Shakshuka is eggs poached in tomato sauce. Canned tomatoes, onion, garlic, olive oil, and eggs. Cook the aromatics. Add tomatoes. Simmer five minutes. Make wells in the sauce. Crack eggs into the wells. Cover and cook until whites set and yolks still jiggle. Serve with bread.

Fried rice is another egg-forward direction. Cook day-old rice with diced vegetables and aromatics. Push to the side of the pan. Crack eggs into the empty space. Scramble slightly, then mix into rice. Soy sauce ties everything together. Five ingredients feels like a generous estimate.

Building Your Five-Ingredient Pantry

These dinners only work if you have the foundation at home. Stock these and weeknight cooking becomes friction-free.

Essential items:
- Olive oil and butter
- Salt and black pepper
- Garlic and onions (always)
- Canned tomatoes and tomato paste
- Pasta and rice
- Soy sauce
- Hot sauce or red pepper flakes
- Dried beans and canned beans
- Eggs

Optional but transformative:
- Parmesan cheese
- Lime and lemon
- Worcestershire sauce
- Fish sauce
- Good vinegar

When your pantry looks like this, "five ingredients" becomes a floor, not a ceiling. You're working with what you have. You're not reinventing dinner. You're just feeding people.

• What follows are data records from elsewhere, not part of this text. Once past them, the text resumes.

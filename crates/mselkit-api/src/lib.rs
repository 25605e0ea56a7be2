//! Async Rust client for the MSEL exercise-planning server REST API.
//!
//! This crate is deliberately thin: typed request/response models that
//! mirror the server's JSON contracts, one method per endpoint, and a
//! shared transport layer. All business logic (stores, derived views,
//! lifecycle) lives in `mselkit-core`.
//!
//! ```no_run
//! use mselkit_api::{ApiClient, TransportConfig};
//!
//! # async fn demo() -> Result<(), mselkit_api::Error> {
//! let token = secrecy::SecretString::from("eyJhbGci...".to_string());
//! let client = ApiClient::from_token(
//!     "https://msel.example.com",
//!     &token,
//!     &TransportConfig::default(),
//! )?;
//! let msels = client.list_msels().await?;
//! # Ok(())
//! # }
//! ```

pub mod client;
pub mod error;
pub mod models;
pub mod transport;

pub use client::ApiClient;
pub use error::Error;
pub use transport::{TlsMode, TransportConfig};
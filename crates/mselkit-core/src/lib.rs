//! Reactive data layer between `mselkit-api` and UI consumers.
//!
//! This crate owns the client-side state, derived views, and lifecycle
//! for MSEL planning tools:
//!
//! - **[`Workbench`]** — Central facade managing the full lifecycle:
//!   [`connect()`](Workbench::connect) validates the token and primes the
//!   MSEL list, [`open_msel()`](Workbench::open_msel) selects one MSEL and
//!   loads all of its collections concurrently, with optional periodic
//!   refresh. [`Workbench::oneshot()`] covers single CLI invocations.
//!
//! - **[`EntityStore<T>`](EntityStore)** — One generic, insertion-ordered
//!   reactive collection per entity type: `set`/`add`/`upsert`/`insert`/
//!   `remove`/`set_active`/`set_loading`, every mutation notifying all
//!   current subscribers through `watch` channels, in mutation order.
//!   [`DataStore`] aggregates the per-entity stores.
//!
//! - **[`EntityQuery<T>`](EntityQuery)** — Read-only reactive views:
//!   `select_all()` (default-sorted), `select_by_id()`, `select_active()`,
//!   `select_loading()`.
//!
//! - **[`ListView<T>`](ListView)** — The derived visible list: a pure
//!   filter → sort → paginate projection ([`visible`]) recomputed on any
//!   change to the collection or its [`ListParams`] (which round-trip
//!   through URL query pairs for shareable list state).
//!
//! - **Data services** ([`service`]) — One per entity family, pairing
//!   the REST client with the store: load/create/update/delete, where
//!   the store mutates only after the server confirms and every failure
//!   surfaces as a [`CoreError`].

pub mod config;
pub mod error;
pub mod model;
pub mod query;
pub mod service;
pub mod store;
pub mod stream;
pub mod view;
mod workbench;

// ── Primary re-exports ──────────────────────────────────────────────
pub use config::{ServerConfig, TlsVerification};
pub use error::CoreError;
pub use model::{Patchable, Record, RecordId};
pub use query::{EntityQuery, SortedStream};
pub use store::{DataStore, EntityStore, MselSnapshot};
pub use stream::{EntityStream, EntityWatchStream, RecordStream};
pub use view::{ListColumns, ListParams, ListView, SortDirection, SortSpec, visible};
pub use workbench::Workbench;

// Re-export model types at the crate root for ergonomics.
pub use model::{
    Card, CardTeam, Catalog, CatalogInject, CiteAction, CiteRole, DataField, DataFieldType,
    DataOption, DataValue, Inject, InjectType, Invitation, Move, Msel, MselStatus, MselTeam,
    MselUnit, Permission, PlayerApplication, ScenarioEvent, Team, Unit,
};
// ── Scenario event data service ──

use std::sync::Arc;

use uuid::Uuid;

use mselkit_api::ApiClient;

use super::load_into;
use crate::error::CoreError;
use crate::model::{
    CreateScenarioEventRequest, RecordId, ScenarioEvent, UpdateScenarioEventRequest,
};
use crate::query::EntityQuery;
use crate::store::DataStore;
use crate::view::{ListParams, ListView};

/// CRUD for the rows of one MSEL's event list.
pub struct ScenarioEventService {
    api: Arc<ApiClient>,
    store: Arc<DataStore>,
}

impl ScenarioEventService {
    pub(crate) fn new(api: Arc<ApiClient>, store: Arc<DataStore>) -> Self {
        Self { api, store }
    }

    /// Load the events of one MSEL, replacing the collection.
    pub async fn load_by_msel(&self, msel_id: &Uuid) -> Result<(), CoreError> {
        load_into(
            self.store.scenario_events(),
            self.api.list_scenario_events(msel_id),
        )
        .await
    }

    pub async fn create(
        &self,
        request: &CreateScenarioEventRequest,
    ) -> Result<Arc<ScenarioEvent>, CoreError> {
        let created = self.api.create_scenario_event(request).await?;
        Ok(self.store.scenario_events().add(created))
    }

    pub async fn update(
        &self,
        id: &Uuid,
        request: &UpdateScenarioEventRequest,
    ) -> Result<Arc<ScenarioEvent>, CoreError> {
        let updated = self.api.update_scenario_event(id, request).await?;
        Ok(self.store.scenario_events().insert(updated))
    }

    pub async fn delete(&self, id: &Uuid) -> Result<(), CoreError> {
        self.api.delete_scenario_event(id).await?;
        self.store.scenario_events().remove(&RecordId::Uuid(*id));
        Ok(())
    }

    pub fn query(&self) -> EntityQuery<ScenarioEvent> {
        EntityQuery::new(self.store.scenario_events())
    }

    pub fn view(&self, params: ListParams) -> ListView<ScenarioEvent> {
        ListView::new(self.store.scenario_events().subscribe(), params)
    }
}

The Five-Ingredient Mindset

The constraint is the feature, not a bug. When you have only five ingredients, you cook differently. You don't layer flavors into confusion. You choose one direction and go there. You season better because seasoning is one of your five. You taste as you go because you're not hiding behind complexity.

Most weeknight meals taste fine until someone seasons them properly at the end. Salt and acid do that work. Lemon juice. Lime juice. Vinegar. Hot sauce. A pinch more salt. These are not additions; they're corrections.

Cook confident. Your dinner is already decided.